Collected data entries
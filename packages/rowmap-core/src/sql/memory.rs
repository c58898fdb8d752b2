//! In-memory executor.
//!
//! Tables live in a copy-on-write snapshot. A connection works on a private
//! copy of the snapshot from its first write until commit or rollback, so
//! uncommitted changes are invisible to other connections. Concurrent
//! committers do not merge: the last commit wins.

use std::collections::HashMap;
use std::sync::Arc;

use arc_swap::ArcSwap;

use super::manipulator::{Connection, DatabaseManipulator, Predicate, RowCursor, TypeSupport};
use crate::error::SqlError;
use crate::schema::{ColumnSpec, Constraint};
use crate::types::{ColumnType, SqlValue, TypeError, TypeKey, TypeRegistry};

#[derive(Debug, Clone)]
struct MemoryTable {
    columns: Vec<ColumnSpec>,
    /// Column indices of the primary key, in declaration order
    primary_key: Vec<usize>,
    rows: Vec<Vec<SqlValue>>,
}

impl MemoryTable {
    fn index_of(&self, table: &str, column: &str) -> Result<usize, SqlError> {
        self.columns
            .iter()
            .position(|c| c.name == column)
            .ok_or_else(|| SqlError::ColumnNotFound {
                table: table.to_string(),
                column: column.to_string(),
            })
    }

    fn compile(
        &self,
        table: &str,
        predicate: Option<Predicate<'_>>,
    ) -> Result<Vec<(usize, SqlValue)>, SqlError> {
        predicate
            .unwrap_or(&[])
            .iter()
            .map(|(column, value)| Ok((self.index_of(table, column)?, value.clone())))
            .collect()
    }

    fn is_not_null(&self, index: usize) -> bool {
        self.primary_key.contains(&index)
            || self.columns[index]
                .constraints
                .iter()
                .any(|c| matches!(c, Constraint::NotNull))
    }
}

/// NULL never matches.
fn matches(row: &[SqlValue], filter: &[(usize, SqlValue)]) -> bool {
    filter
        .iter()
        .all(|(index, value)| !value.is_null() && row[*index] == *value)
}

type Tables = HashMap<String, MemoryTable>;

/// Shared storage of in-memory tables.
#[derive(Debug)]
pub struct MemoryDatabase {
    committed: ArcSwap<Tables>,
}

impl MemoryDatabase {
    pub fn new() -> Arc<Self> {
        Arc::new(Self {
            committed: ArcSwap::from_pointee(HashMap::new()),
        })
    }

    /// Opens a connection in auto-commit mode.
    pub fn connect(self: &Arc<Self>) -> MemoryConnection {
        MemoryConnection {
            database: Arc::clone(self),
            working: None,
            auto_commit: true,
        }
    }

    /// Committed table names, sorted.
    pub fn table_names(&self) -> Vec<String> {
        let mut names: Vec<String> = self.committed.load().keys().cloned().collect();
        names.sort();
        names
    }

    /// Committed row count of a table.
    pub fn row_count(&self, table: &str) -> Option<usize> {
        self.committed.load().get(table).map(|t| t.rows.len())
    }

    /// Committed column names of a table.
    pub fn column_names(&self, table: &str) -> Option<Vec<String>> {
        self.committed
            .load()
            .get(table)
            .map(|t| t.columns.iter().map(|c| c.name.clone()).collect())
    }
}

/// A connection to a [`MemoryDatabase`].
pub struct MemoryConnection {
    database: Arc<MemoryDatabase>,
    /// Private copy holding uncommitted changes
    working: Option<Tables>,
    auto_commit: bool,
}

impl MemoryConnection {
    pub fn database(&self) -> &Arc<MemoryDatabase> {
        &self.database
    }

    pub fn is_auto_commit(&self) -> bool {
        self.auto_commit
    }

    /// Whether uncommitted changes exist.
    pub fn in_transaction(&self) -> bool {
        self.working.is_some()
    }

    fn read<R>(&self, f: impl FnOnce(&Tables) -> Result<R, SqlError>) -> Result<R, SqlError> {
        match &self.working {
            Some(working) => f(working),
            None => f(&self.database.committed.load_full()),
        }
    }

    /// Runs one statement against the working copy.
    ///
    /// Statements validate before they mutate, so a failed statement leaves
    /// the working copy as it was.
    fn write<R>(
        &mut self,
        f: impl FnOnce(&mut Tables) -> Result<R, SqlError>,
    ) -> Result<R, SqlError> {
        let mut working = match self.working.take() {
            Some(working) => working,
            None => (*self.database.committed.load_full()).clone(),
        };
        let result = f(&mut working);
        if self.auto_commit {
            if result.is_ok() {
                self.database.committed.store(Arc::new(working));
            }
        } else {
            self.working = Some(working);
        }
        result
    }
}

impl Connection for MemoryConnection {
    fn set_auto_commit(&mut self, auto_commit: bool) -> Result<(), SqlError> {
        if auto_commit && !self.auto_commit {
            self.commit()?;
        }
        self.auto_commit = auto_commit;
        Ok(())
    }

    fn commit(&mut self) -> Result<(), SqlError> {
        if let Some(working) = self.working.take() {
            self.database.committed.store(Arc::new(working));
        }
        Ok(())
    }

    fn rollback(&mut self) -> Result<(), SqlError> {
        self.working = None;
        Ok(())
    }
}

impl std::fmt::Debug for MemoryConnection {
    fn fmt(&self, f: &mut std::fmt::Formatter<'_>) -> std::fmt::Result {
        f.debug_struct("MemoryConnection")
            .field("auto_commit", &self.auto_commit)
            .field("in_transaction", &self.in_transaction())
            .finish()
    }
}

/// Materialized query result.
#[derive(Debug, Clone)]
pub struct MemoryCursor {
    columns: Vec<String>,
    rows: std::vec::IntoIter<Vec<SqlValue>>,
    current: Option<Vec<SqlValue>>,
}

impl MemoryCursor {
    pub fn new(columns: Vec<String>, rows: Vec<Vec<SqlValue>>) -> Self {
        Self {
            columns,
            rows: rows.into_iter(),
            current: None,
        }
    }
}

impl RowCursor for MemoryCursor {
    fn next(&mut self) -> Result<bool, SqlError> {
        self.current = self.rows.next();
        Ok(self.current.is_some())
    }

    fn get(&self, column: &str) -> Result<SqlValue, SqlError> {
        let row = self.current.as_ref().ok_or(SqlError::NoCurrentRow)?;
        let index = self
            .columns
            .iter()
            .position(|c| c == column)
            .ok_or_else(|| SqlError::ColumnNotFound {
                table: "<result>".to_string(),
                column: column.to_string(),
            })?;
        Ok(row[index].clone())
    }

    fn columns(&self) -> &[String] {
        &self.columns
    }
}

/// Executor over [`MemoryConnection`]s.
///
/// Enforces column existence, column types, NOT NULL and primary key
/// uniqueness. Rows keep insertion order.
#[derive(Debug, Clone)]
pub struct MemoryManipulator {
    registry: Arc<TypeRegistry>,
}

impl MemoryManipulator {
    pub fn new(registry: Arc<TypeRegistry>) -> Self {
        Self { registry }
    }

    pub fn with_builtin_types() -> Result<Self, TypeError> {
        Ok(Self::new(Arc::new(TypeRegistry::with_builtin_types()?)))
    }

    pub fn registry(&self) -> &Arc<TypeRegistry> {
        &self.registry
    }

    fn build_table(
        table: &str,
        columns: &[ColumnSpec],
        constraints: &[Constraint],
    ) -> Result<MemoryTable, SqlError> {
        for (index, column) in columns.iter().enumerate() {
            if columns[..index].iter().any(|c| c.name == column.name) {
                return Err(SqlError::DuplicatedColumn {
                    table: table.to_string(),
                    column: column.name.clone(),
                });
            }
        }
        let mut memory = MemoryTable {
            columns: columns.to_vec(),
            primary_key: Vec::new(),
            rows: Vec::new(),
        };
        for constraint in constraints {
            if let Constraint::PrimaryKey(names) = constraint {
                memory.primary_key = names
                    .iter()
                    .map(|name| memory.index_of(table, name))
                    .collect::<Result<_, _>>()?;
            }
        }
        Ok(memory)
    }
}

impl TypeSupport for MemoryManipulator {
    fn column_type(&self, type_key: &TypeKey) -> Option<ColumnType> {
        self.registry.column_type(type_key)
    }
}

fn table_not_found(table: &str) -> SqlError {
    SqlError::TableNotFound {
        table: table.to_string(),
    }
}

impl DatabaseManipulator for MemoryManipulator {
    type Connection = MemoryConnection;

    fn query(
        &self,
        connection: &mut MemoryConnection,
        table: &str,
        keys: Option<Predicate<'_>>,
        columns: Option<&[String]>,
    ) -> Result<Box<dyn RowCursor>, SqlError> {
        tracing::trace!("SELECT FROM {} (keys: {:?})", table, keys);
        connection.read(|tables| {
            let memory = tables.get(table).ok_or_else(|| table_not_found(table))?;
            let filter = memory.compile(table, keys)?;
            let projection: Vec<usize> = match columns {
                Some(columns) => columns
                    .iter()
                    .map(|c| memory.index_of(table, c))
                    .collect::<Result<_, _>>()?,
                None => (0..memory.columns.len()).collect(),
            };
            let names = projection
                .iter()
                .map(|i| memory.columns[*i].name.clone())
                .collect();
            let rows = memory
                .rows
                .iter()
                .filter(|row| matches(row, &filter))
                .map(|row| projection.iter().map(|i| row[*i].clone()).collect())
                .collect();
            Ok(Box::new(MemoryCursor::new(names, rows)) as Box<dyn RowCursor>)
        })
    }

    fn create_table(
        &self,
        connection: &mut MemoryConnection,
        table: &str,
        columns: &[ColumnSpec],
        constraints: &[Constraint],
    ) -> Result<(), SqlError> {
        let memory = Self::build_table(table, columns, constraints)?;
        connection.write(|tables| {
            if tables.contains_key(table) {
                return Err(SqlError::TableAlreadyExists(table.to_string()));
            }
            tables.insert(table.to_string(), memory);
            tracing::debug!("Created table {} ({} columns)", table, columns.len());
            Ok(())
        })
    }

    fn create_table_if_not_exists(
        &self,
        connection: &mut MemoryConnection,
        table: &str,
        columns: &[ColumnSpec],
        constraints: &[Constraint],
    ) -> Result<bool, SqlError> {
        if connection.read(|tables| Ok(tables.contains_key(table)))? {
            return Ok(false);
        }
        self.create_table(connection, table, columns, constraints)?;
        Ok(true)
    }

    fn drop_table_if_exists(
        &self,
        connection: &mut MemoryConnection,
        table: &str,
    ) -> Result<bool, SqlError> {
        if !connection.read(|tables| Ok(tables.contains_key(table)))? {
            return Ok(false);
        }
        connection.write(|tables| Ok(tables.remove(table).is_some()))
    }

    fn insert(
        &self,
        connection: &mut MemoryConnection,
        table: &str,
        row: &[(String, SqlValue)],
    ) -> Result<(), SqlError> {
        tracing::trace!("INSERT INTO {} ({} columns)", table, row.len());
        connection.write(|tables| {
            let memory = tables
                .get_mut(table)
                .ok_or_else(|| table_not_found(table))?;
            let mut values = vec![SqlValue::Null; memory.columns.len()];
            let mut assigned = vec![false; memory.columns.len()];
            for (column, value) in row {
                let index = memory.index_of(table, column)?;
                if assigned[index] {
                    return Err(SqlError::DuplicatedColumn {
                        table: table.to_string(),
                        column: column.clone(),
                    });
                }
                let expected = memory.columns[index].column_type;
                if let Some(got) = value.column_type() {
                    if got != expected {
                        return Err(SqlError::TypeMismatch {
                            column: column.clone(),
                            expected: expected.to_string(),
                            got: got.to_string(),
                        });
                    }
                }
                assigned[index] = true;
                values[index] = value.clone();
            }
            for (index, value) in values.iter().enumerate() {
                if value.is_null() && memory.is_not_null(index) {
                    return Err(SqlError::ConstraintViolation {
                        table: table.to_string(),
                        constraint: format!("NOT NULL ({})", memory.columns[index].name),
                    });
                }
            }
            if !memory.primary_key.is_empty() {
                let key: Vec<(usize, SqlValue)> = memory
                    .primary_key
                    .iter()
                    .map(|i| (*i, values[*i].clone()))
                    .collect();
                if memory.rows.iter().any(|existing| matches(existing, &key)) {
                    let names: Vec<&str> = memory
                        .primary_key
                        .iter()
                        .map(|i| memory.columns[*i].name.as_str())
                        .collect();
                    return Err(SqlError::ConstraintViolation {
                        table: table.to_string(),
                        constraint: format!("PRIMARY KEY ({})", names.join(", ")),
                    });
                }
            }
            memory.rows.push(values);
            Ok(())
        })
    }

    fn delete(
        &self,
        connection: &mut MemoryConnection,
        table: &str,
        predicate: Option<Predicate<'_>>,
    ) -> Result<usize, SqlError> {
        tracing::trace!("DELETE FROM {} (where: {:?})", table, predicate);
        connection.write(|tables| {
            let memory = tables
                .get_mut(table)
                .ok_or_else(|| table_not_found(table))?;
            let filter = memory.compile(table, predicate)?;
            let before = memory.rows.len();
            memory.rows.retain(|row| !matches(row, &filter));
            Ok(before - memory.rows.len())
        })
    }
}
impl<'a> SchemaGenerator<'a> {
    pub fn new(
        types: &'a dyn TypeSupport,
        cache: &'a DataObjectCache,
        interpreter: &'a Interpreter,
    ) -> Self {
        Self {
            types,
            cache,
            interpreter,
        }
    }

    /// Schema of the owning table: keys then values, with one aggregate
    /// primary key over every key column.
    pub fn generate(
        &self,
        table: &str,
        descriptor: &DataObjectDescriptor,
    ) -> Result<TableSchema, DataSourceError> {
        let prefix = Prefix::empty();
        let mut key_columns = Vec::new();
        for key in descriptor.keys() {
            self.push_value_columns(descriptor, key, &prefix, &mut key_columns)?;
        }
        let mut columns = Vec::new();
        for value in descriptor.values() {
            self.push_value_columns(descriptor, value, &prefix, &mut columns)?;
        }

        let mut constraints = Vec::new();
        if !key_columns.is_empty() {
            constraints.push(Constraint::PrimaryKey(
                key_columns.iter().map(|c| c.name.clone()).collect(),
            ));
        }
        key_columns.extend(columns);
        tracing::trace!(
            "Generated schema of {} ({} columns)",
            table,
            key_columns.len()
        );
        Ok(TableSchema {
            table: table.to_string(),
            columns: key_columns,
            constraints,
        })
    }

    /// Columns of every value of `descriptor`, keys first when requested.
    pub fn object_columns(
        &self,
        descriptor: &DataObjectDescriptor,
        prefix: &Prefix,
        include_keys: bool,
    ) -> Result<Vec<ColumnSpec>, DataSourceError> {
        let mut columns = Vec::new();
        if include_keys {
            for key in descriptor.keys() {
                self.push_value_columns(descriptor, key, prefix, &mut columns)?;
            }
        }
        for value in descriptor.values() {
            self.push_value_columns(descriptor, value, prefix, &mut columns)?;
        }
        Ok(columns)
    }

    /// Columns one value occupies under `prefix`.
    ///
    /// `rules` is the descriptor whose expand rules apply to `value`.
    pub fn value_columns(
        &self,
        rules: &DataObjectDescriptor,
        value: &ValueDescriptor,
        prefix: &Prefix,
    ) -> Result<Vec<ColumnSpec>, DataSourceError> {
        let mut columns = Vec::new();
        self.push_value_columns(rules, value, prefix, &mut columns)?;
        Ok(columns)
    }

    fn push_value_columns(
        &self,
        rules: &DataObjectDescriptor,
        value: &ValueDescriptor,
        prefix: &Prefix,
        out: &mut Vec<ColumnSpec>,
    ) -> Result<(), DataSourceError> {
        let name = prefix.apply(value.name());
        let constrain = |column: ColumnSpec| {
            if value.metadata().not_null {
                column.not_null()
            } else {
                column
            }
        };

        if value.structure().is_container() {
            out.push(constrain(ColumnSpec::new(name, self.identity_column_type())));
            return Ok(());
        }

        let value_type = value.value_type();
        if !value.metadata().expand_forcibly {
            if let Some(column_type) = self.types.column_type(&value_type) {
                out.push(constrain(ColumnSpec::new(name, column_type)));
                return Ok(());
            }
        }

        let nested = prefix.append(value.name());
        if let Some(element) = self.flattened_composite(value)? {
            for inner in element.values() {
                self.push_value_columns(&element, inner, &nested, out)?;
            }
            return Ok(());
        }
        match rules.expand_rule_for(value) {
            Some(rule) => {
                for inner in rule.expand()? {
                    self.push_value_columns(rules, &inner, &nested, out)?;
                }
                Ok(())
            }
            None => Err(DataSourceError::unsupported(
                value_type.name(),
                Rejection::Expansion,
            )),
        }
    }

    /// Schema of a synthetic collection table.
    ///
    /// # Arguments
    /// * `key` - Map key slot, `None` for sets and lists
    /// * `element` - Map value, set element or list element slot
    pub(crate) fn collection_schema(
        &self,
        table: &str,
        key: Option<&Slot>,
        element: &Slot,
    ) -> Result<TableSchema, DataSourceError> {
        let mut columns = Vec::new();
        let (scalar_name, composite_prefix) = match key {
            Some(Slot::Scalar(_, column_type)) => {
                columns.push(ColumnSpec::new(MAP_KEY_COLUMN, *column_type).not_null());
                (MAP_VALUE_COLUMN, Prefix::of(MAP_VALUE_SEGMENT))
            }
            Some(Slot::Composite(descriptor)) => {
                return Err(DataSourceError::unsupported(
                    descriptor.data_type().name(),
                    Rejection::Key,
                ))
            }
            None => (ELEMENT_COLUMN, Prefix::empty()),
        };
        match element {
            Slot::Scalar(_, column_type) => {
                columns.push(ColumnSpec::new(scalar_name, *column_type))
            }
            Slot::Composite(descriptor) => {
                columns.extend(self.object_columns(descriptor, &composite_prefix, false)?)
            }
        }
        Ok(TableSchema {
            table: table.to_string(),
            columns,
            constraints: Vec::new(),
        })
    }

    pub(crate) fn identity_column_type(&self) -> ColumnType {
        self.types
            .column_type(&TypeKey::of::<String>())
            .unwrap_or(ColumnType::Text)
    }

    pub(crate) fn supports(&self, type_key: &TypeKey) -> bool {
        self.types.support_type(type_key)
    }

    /// Element descriptor of a data object type, `None` for other types.
    pub(crate) fn composite_of(
        &self,
        type_key: &TypeKey,
        rejection: Rejection,
    ) -> Result<Option<Arc<DataObjectDescriptor>>, DataSourceError> {
        if !type_key.is_data_object() {
            return Ok(None);
        }
        let descriptor = self
            .cache
            .interpret_if_absent(type_key, self.interpreter)?;
        if descriptor.kind() != DataObjectKind::Element {
            return Err(DataSourceError::unsupported(type_key.name(), rejection));
        }
        Ok(Some(descriptor))
    }

    /// Element composite a flattened value expands into.
    ///
    /// Forcibly expanded values always go through their expand rule, even
    /// when their type is an element data object.
    pub(crate) fn flattened_composite(
        &self,
        value: &ValueDescriptor,
    ) -> Result<Option<Arc<DataObjectDescriptor>>, DataSourceError> {
        if value.metadata().expand_forcibly {
            return Ok(None);
        }
        self.composite_of(&value.value_type(), Rejection::Expansion)
    }

    /// Classifies a signature slot; rejects types that are neither native
    /// nor element composites.
    pub(crate) fn slot(
        &self,
        type_key: TypeKey,
        rejection: Rejection,
    ) -> Result<Slot, DataSourceError> {
        if let Some(column_type) = self.types.column_type(&type_key) {
            return Ok(Slot::Scalar(type_key, column_type));
        }
        match self.composite_of(&type_key, rejection)? {
            Some(descriptor) => Ok(Slot::Composite(descriptor)),
            None => Err(DataSourceError::unsupported(type_key.name(), rejection)),
        }
    }

    /// Scalar slot only; composites are rejected.
    pub(crate) fn key_slot(&self, type_key: TypeKey) -> Result<Slot, DataSourceError> {
        match self.types.column_type(&type_key) {
            Some(column_type) => Ok(Slot::Scalar(type_key, column_type)),
            None => Err(DataSourceError::unsupported(type_key.name(), Rejection::Key)),
        }
    }
}
//! Marshalling between object graphs and rows.
//!
//! Extraction reads one row into an object, recursing into element
//! composites and expanded values through prefixed column names. Map, set
//! and list values live in synthetic side tables named
//! `<owner table>_XXSYNTHETIC_COLLECTION_<identity>`, where the identity is
//! stored in the owner row. Assembly is the reverse walk and produces the
//! owner row plus every side table.

mod assemble;
mod collect;
mod extract;
mod prefix;
mod signature;

use std::any::Any;
use std::sync::Arc;

pub use assemble::{Assembled, CollectionTable};
pub use prefix::Prefix;
pub use signature::SignatureCursor;

use crate::dataobject::{DataObjectDescriptor, Structure, ValueDescriptor};
use crate::error::{DataSourceError, MalformationError, Rejection};
use crate::interpreter::{DataObjectCache, Interpreter};
use crate::schema::{is_flattened, SchemaGenerator, Slot};
use crate::sql::{DatabaseManipulator, RowCursor};
use crate::types::{AnyValue, DataArgumentWrapper, DataExtractorFactory, TypeKey};

/// Key column of map side tables.
pub const MAP_KEY_COLUMN: &str = "K";
/// Scalar value column of map side tables.
pub const MAP_VALUE_COLUMN: &str = "V";
/// Prefix of composite value columns of map side tables.
pub const MAP_VALUE_SEGMENT: &str = "V";
/// Scalar element column of set and list side tables.
pub const ELEMENT_COLUMN: &str = "E";
pub const SYNTHETIC_COLLECTION_INFIX: &str = "_XXSYNTHETIC_COLLECTION_";

/// Name of the side table holding the collection with `identity`.
pub fn collection_table_name(owner_table: &str, identity: &str) -> String {
    format!("{}{}{}", owner_table, SYNTHETIC_COLLECTION_INFIX, identity)
}

/// How a flattened value decomposes.
pub(crate) enum Expansion {
    Composite(Arc<DataObjectDescriptor>),
    Rule(Vec<ValueDescriptor>),
}

/// Resolved slots of one container value.
pub(crate) struct ContainerLayout {
    /// Map key, `None` for sets and lists
    pub(crate) key: Option<Slot>,
    pub(crate) element: Slot,
}

impl ContainerLayout {
    fn is_map(&self) -> bool {
        self.key.is_some()
    }
}

/// Picks the shared cursor, or opens one over the value's own signature.
fn signature_cursor<'c>(
    value: &ValueDescriptor,
    shared: Option<&'c mut SignatureCursor>,
    own: &'c mut Option<SignatureCursor>,
) -> Result<&'c mut SignatureCursor, MalformationError> {
    match shared {
        Some(cursor) => Ok(cursor),
        None => {
            let slots = value
                .signature()
                .ok_or_else(|| MalformationError::MissingSignature {
                    name: value.name().to_string(),
                })?;
            Ok(own.insert(SignatureCursor::new(slots)))
        }
    }
}

/// Marshals the values of one table.
///
/// Side tables are handled by child marshallers bound to the side table
/// name, so collections nested in collection elements get their own side
/// tables.
pub struct Marshaller<'a, M: DatabaseManipulator> {
    manipulator: &'a M,
    table: String,
    schema: SchemaGenerator<'a>,
    cache: &'a DataObjectCache,
    interpreter: &'a Interpreter,
    wrapper: &'a dyn DataArgumentWrapper,
    extractors: &'a dyn DataExtractorFactory,
}

impl<'a, M: DatabaseManipulator> Marshaller<'a, M> {
    pub fn new(
        manipulator: &'a M,
        table: impl Into<String>,
        cache: &'a DataObjectCache,
        interpreter: &'a Interpreter,
        wrapper: &'a dyn DataArgumentWrapper,
        extractors: &'a dyn DataExtractorFactory,
    ) -> Self {
        Self {
            manipulator,
            table: table.into(),
            schema: SchemaGenerator::new(manipulator, cache, interpreter),
            cache,
            interpreter,
            wrapper,
            extractors,
        }
    }

    pub fn table(&self) -> &str {
        &self.table
    }

    pub fn schema(&self) -> &SchemaGenerator<'a> {
        &self.schema
    }

    fn for_table(&self, table: String) -> Self {
        Self::new(
            self.manipulator,
            table,
            self.cache,
            self.interpreter,
            self.wrapper,
            self.extractors,
        )
    }

    fn expansion_of(
        &self,
        rules: &DataObjectDescriptor,
        value: &ValueDescriptor,
    ) -> Result<Expansion, DataSourceError> {
        let value_type = value.value_type();
        if let Some(element) = self.schema.flattened_composite(value)? {
            return Ok(Expansion::Composite(element));
        }
        match rules.expand_rule_for(value) {
            Some(rule) => Ok(Expansion::Rule(rule.expand()?)),
            None => Err(DataSourceError::unsupported(
                value_type.name(),
                Rejection::Expansion,
            )),
        }
    }

    /// Consumes the key and element slots of a container value.
    ///
    /// Fails before consuming anything when too few slots remain.
    fn container_layout(
        &self,
        value: &ValueDescriptor,
        cursor: &mut SignatureCursor,
    ) -> Result<ContainerLayout, DataSourceError> {
        match value.structure() {
            Structure::Map => {
                cursor.require(2)?;
                let key = self.schema.key_slot(cursor.next_slot()?)?;
                let element = self.schema.slot(cursor.next_slot()?, Rejection::MapValue)?;
                Ok(ContainerLayout {
                    key: Some(key),
                    element,
                })
            }
            Structure::Set => Ok(ContainerLayout {
                key: None,
                element: self.schema.slot(cursor.next_slot()?, Rejection::SetElement)?,
            }),
            Structure::List => Ok(ContainerLayout {
                key: None,
                element: self.schema.slot(cursor.next_slot()?, Rejection::ListElement)?,
            }),
            Structure::Value => Err(DataSourceError::unsupported(
                value.value_type().name(),
                Rejection::Expansion,
            )),
        }
    }

    /// Advances `cursor` past every slot the containers nested in
    /// `descriptor` consume.
    pub(crate) fn consume_nested(
        &self,
        descriptor: &DataObjectDescriptor,
        cursor: &mut SignatureCursor,
    ) -> Result<(), DataSourceError> {
        for value in descriptor.iter_all() {
            if value.structure().is_container() {
                let layout = self.container_layout(value, cursor)?;
                if let Slot::Composite(element) = &layout.element {
                    self.consume_nested(element, cursor)?;
                }
            } else if is_flattened(&self.schema, value) {
                if let Some(element) = self.schema.flattened_composite(value)? {
                    self.consume_nested(&element, cursor)?;
                }
            }
        }
        Ok(())
    }

    /// Current value, unless the constructor is declared to always run.
    fn construct_or_reuse(
        &self,
        object: &dyn Any,
        value: &ValueDescriptor,
    ) -> Result<AnyValue, DataSourceError> {
        let constructor = value.constructor();
        if let Some(constructor) = constructor.filter(|c| c.is_always()) {
            return Ok(constructor.construct());
        }
        if let Some(current) = value.get(object)? {
            return Ok(current);
        }
        constructor
            .map(|c| c.construct())
            .ok_or_else(|| DataSourceError::Construction {
                name: value.name().to_string(),
            })
    }

    /// Reads one column through the extractor for `value_type`.
    fn extract_raw(
        &self,
        row: &dyn RowCursor,
        value_type: &TypeKey,
        column: &str,
    ) -> Result<Option<AnyValue>, DataSourceError> {
        let extractor = self
            .extractors
            .create(value_type, column)
            .ok_or_else(|| DataSourceError::unsupported(value_type.name(), Rejection::Extractor))?;
        let extracted = extractor.extract(row)?;
        if let Some(value) = &extracted {
            if !value_type.matches(&**value) {
                return Err(DataSourceError::BadType {
                    column: column.to_string(),
                    expected: value_type.name().to_string(),
                });
            }
        }
        Ok(extracted)
    }

    fn extract_identity(
        &self,
        row: &dyn RowCursor,
        column: &str,
    ) -> Result<Option<String>, DataSourceError> {
        self.extract_raw(row, &TypeKey::of::<String>(), column)?
            .map(|value| {
                value
                    .downcast::<String>()
                    .map(|identity| *identity)
                    .map_err(|_| DataSourceError::BadType {
                        column: column.to_string(),
                        expected: "String".to_string(),
                    })
            })
            .transpose()
    }
}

● Try it
Your answer should be the number of lines in the records that contain the word "DuplicatedColumn", with nothing added.

● Exercise output
2